▶ **Work order**
Copy each line in the data that includes the word "holds".

§ §

#[cfg(test)]
mod tests {
    use super::*;
    use crate::table::{Table, table};

    fn builder(id: Option<i64>) -> SaveBuilder {
        table("demo_table")
            .save("id", id)
            .unique_key("code", 123i64)
            .set_field("name", "demo row")
    }

    #[test]
    fn probe_by_id_when_present() {
        let probe = builder(Some(42)).probe_builder().unwrap();
        assert_eq!(
            probe.to_sql(),
            "SELECT id, code, name FROM demo_table WHERE id = $1"
        );
    }

    #[test]
    fn probe_by_unique_keys_when_id_absent() {
        let probe = builder(None).probe_builder().unwrap();
        assert_eq!(
            probe.to_sql(),
            "SELECT id, code, name FROM demo_table WHERE code = $1"
        );
    }

    #[test]
    fn no_probe_without_id_or_unique_keys() {
        let save = table("demo_table").save("id", None).set_field("name", "x");
        assert!(save.probe_builder().is_none());
    }

    #[test]
    fn generated_key_absent_is_driver_generated() {
        assert_eq!(builder(None).insert_key().unwrap(), None);
    }

    #[test]
    fn generated_key_present_is_used_as_is() {
        assert_eq!(
            builder(Some(7)).insert_key().unwrap(),
            Some(Value::I64(7))
        );
    }

    #[test]
    fn generated_key_fails_without_driver_support() {
        let save = table("demo_table")
            .no_generated_keys()
            .save("id", None)
            .set_field("name", "x");
        assert!(matches!(
            save.insert_key(),
            Err(SqlError::UnsupportedGeneration(_))
        ));
    }

    #[test]
    fn explicit_key_must_be_present() {
        let save = table("demo_table").save_explicit("id", None);
        assert!(matches!(save.insert_key(), Err(SqlError::MissingKey(_))));

        let save = table("demo_table").save_explicit("id", Some(Value::Text("k1".into())));
        assert_eq!(save.insert_key().unwrap(), Some(Value::Text("k1".into())));
    }

    #[test]
    fn uuid_key_generated_when_absent() {
        let save = table("demo_table").save_uuid("id", None);
        let key = save.insert_key().unwrap().unwrap();
        assert!(matches!(key, Value::Uuid(_)));
    }

    #[test]
    fn uuid_key_kept_when_present() {
        let id = Uuid::new_v4();
        let save = table("demo_table").save_uuid("id", Some(id));
        assert_eq!(save.insert_key().unwrap(), Some(Value::Uuid(id)));
    }

    #[test]
    fn insert_statement_includes_unique_keys_and_fields() {
        let save = builder(None);
        let insert = save.insert_statement(None, Utc::now());
        assert_eq!(
            insert.returning("id").to_sql(),
            "INSERT INTO demo_table (code, name) VALUES ($1, $2) RETURNING id"
        );
    }

    #[test]
    fn insert_statement_with_explicit_id_lists_id_first() {
        let save = builder(Some(9));
        let key = Value::I64(9);
        let insert = save.insert_statement(Some(&key), Utc::now());
        assert_eq!(
            insert.to_sql(),
            "INSERT INTO demo_table (id, code, name) VALUES ($1, $2, $3)"
        );
    }

    #[test]
    fn timestamped_insert_sets_both_audit_columns() {
        let save = Table::with_timestamps("demo_table")
            .save("id", None)
            .unique_key("code", 1i64)
            .set_field("name", "x");
        let insert = save.insert_statement(None, Utc::now());
        assert_eq!(
            insert.to_sql(),
            "INSERT INTO demo_table (code, name, created_at, updated_at) VALUES ($1, $2, $3, $4)"
        );
    }

    #[test]
    fn update_statement_sets_all_written_fields() {
        let save = builder(None);
        let update = save.update_statement(&Value::I64(5), Utc::now());
        assert_eq!(
            update.to_sql().unwrap(),
            "UPDATE demo_table SET code = $1, name = $2 WHERE id = $3"
        );
    }

    #[test]
    fn timestamped_update_bumps_updated_at_only() {
        let save = Table::with_timestamps("demo_table")
            .save("id", Some(5))
            .set_field("name", "x");
        let update = save.update_statement(&Value::I64(5), Utc::now());
        assert_eq!(
            update.to_sql().unwrap(),
            "UPDATE demo_table SET name = $1, updated_at = $2 WHERE id = $3"
        );
    }

    #[test]
    fn unchanged_when_all_values_match() {
        let current = vec![
            ("code".to_string(), Value::I64(100)),
            ("name".to_string(), Value::Text("a".into())),
        ];
        let updated = current.clone();
        assert!(fields_unchanged(&current, &updated));
    }

    #[test]
    fn changed_when_any_value_differs() {
        let current = vec![
            ("code".to_string(), Value::I64(100)),
            ("name".to_string(), Value::Text("a".into())),
        ];
        let updated = vec![
            ("code".to_string(), Value::I64(100)),
            ("name".to_string(), Value::Text("b".into())),
        ];
        assert!(!fields_unchanged(&current, &updated));
    }

    #[test]
    fn unchanged_across_integer_widths() {
        // an INTEGER column probes as I32 while callers usually supply i64
        let current = vec![("code".to_string(), Value::I32(100))];
        let updated = vec![("code".to_string(), Value::I64(100))];
        assert!(fields_unchanged(&current, &updated));
    }

    #[test]
    fn null_matches_null() {
        let current = vec![("name".to_string(), Value::Null)];
        let updated = vec![("name".to_string(), Value::Null)];
        assert!(fields_unchanged(&current, &updated));
    }

    #[test]
    fn null_differs_from_value() {
        let current = vec![("name".to_string(), Value::Null)];
        let updated = vec![("name".to_string(), Value::Text("x".into()))];
        assert!(!fields_unchanged(&current, &updated));
    }

    #[test]
    fn missing_probe_column_counts_as_changed() {
        let current: Vec<(String, Value)> = vec![];
        let updated = vec![("name".to_string(), Value::Text("x".into()))];
        assert!(!fields_unchanged(&current, &updated));
    }

    #[test]
    fn explicit_null_id_is_treated_as_absent() {
        let save = table("demo_table").save_explicit("id", Some(Value::Null));
        assert!(matches!(save.insert_key(), Err(SqlError::MissingKey(_))));
    }

    #[tokio::test]
    async fn explicit_save_probes_then_inserts() {
        let conn = crate::client::test_support::RecordingClient::new();
        let result = table("demo_table")
            .save_explicit("id", Some(Value::I64(7)))
            .set_field("name", "x")
            .execute(&conn)
            .await
            .unwrap();
        assert_eq!(result.action, SaveAction::Inserted);
        assert_eq!(result.key, Value::I64(7));
        assert_eq!(
            conn.executed(),
            vec![
                "SELECT id, name FROM demo_table WHERE id = $1",
                "INSERT INTO demo_table (id, name) VALUES ($1, $2)",
            ]
        );
    }

    #[tokio::test]
    async fn uuid_save_without_keys_skips_the_probe() {
        let conn = crate::client::test_support::RecordingClient::new();
        let result = table("demo_table")
            .save_uuid("id", None)
            .set_field("name", "x")
            .execute(&conn)
            .await
            .unwrap();
        assert_eq!(result.action, SaveAction::Inserted);
        assert!(matches!(result.key, Value::Uuid(_)));
        assert_eq!(
            conn.executed(),
            vec!["INSERT INTO demo_table (id, name) VALUES ($1, $2)"]
        );
    }

    #[tokio::test]
    async fn generated_save_asks_the_driver_for_the_key() {
        let conn = crate::client::test_support::RecordingClient::new();
        let err = table("demo_table")
            .save("id", None)
            .set_field("name", "x")
            .execute(&conn)
            .await
            .unwrap_err();
        // the stub returns no row for RETURNING, which surfaces as not-found
        assert!(err.is_not_found());
        assert_eq!(
            conn.executed(),
            vec!["INSERT INTO demo_table (name) VALUES ($1) RETURNING id"]
        );
    }

    // The demo scenario: t(id, code, name). First save inserts, second save
    // with a different name updates, an identical third save does nothing.
    #[test]
    fn save_scenario_decisions() {
        let requested = vec![
            ("code".to_string(), Value::I64(100)),
            ("name".to_string(), Value::Text("b".into())),
        ];

        // no existing row: insert path, probe found nothing
        let save = table("t")
            .save("id", None)
            .unique_key("code", 100i64)
            .set_field("name", "a");
        assert!(save.probe_builder().is_some());
        assert_eq!(save.insert_key().unwrap(), None);

        // row holds name = "a": differs, update fires
        let current = vec![
            ("code".to_string(), Value::I64(100)),
            ("name".to_string(), Value::Text("a".into())),
        ];
        assert!(!fields_unchanged(&current, &requested));

        // row holds name = "b": identical, nothing to do
        let current = vec![
            ("code".to_string(), Value::I64(100)),
            ("name".to_string(), Value::Text("b".into())),
        ];
        assert!(fields_unchanged(&current, &requested));
    }
}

§ §

▶ **Answer to the problem**
        // row holds name = "a": differs, update fires
        // row holds name = "b": identical, nothing to do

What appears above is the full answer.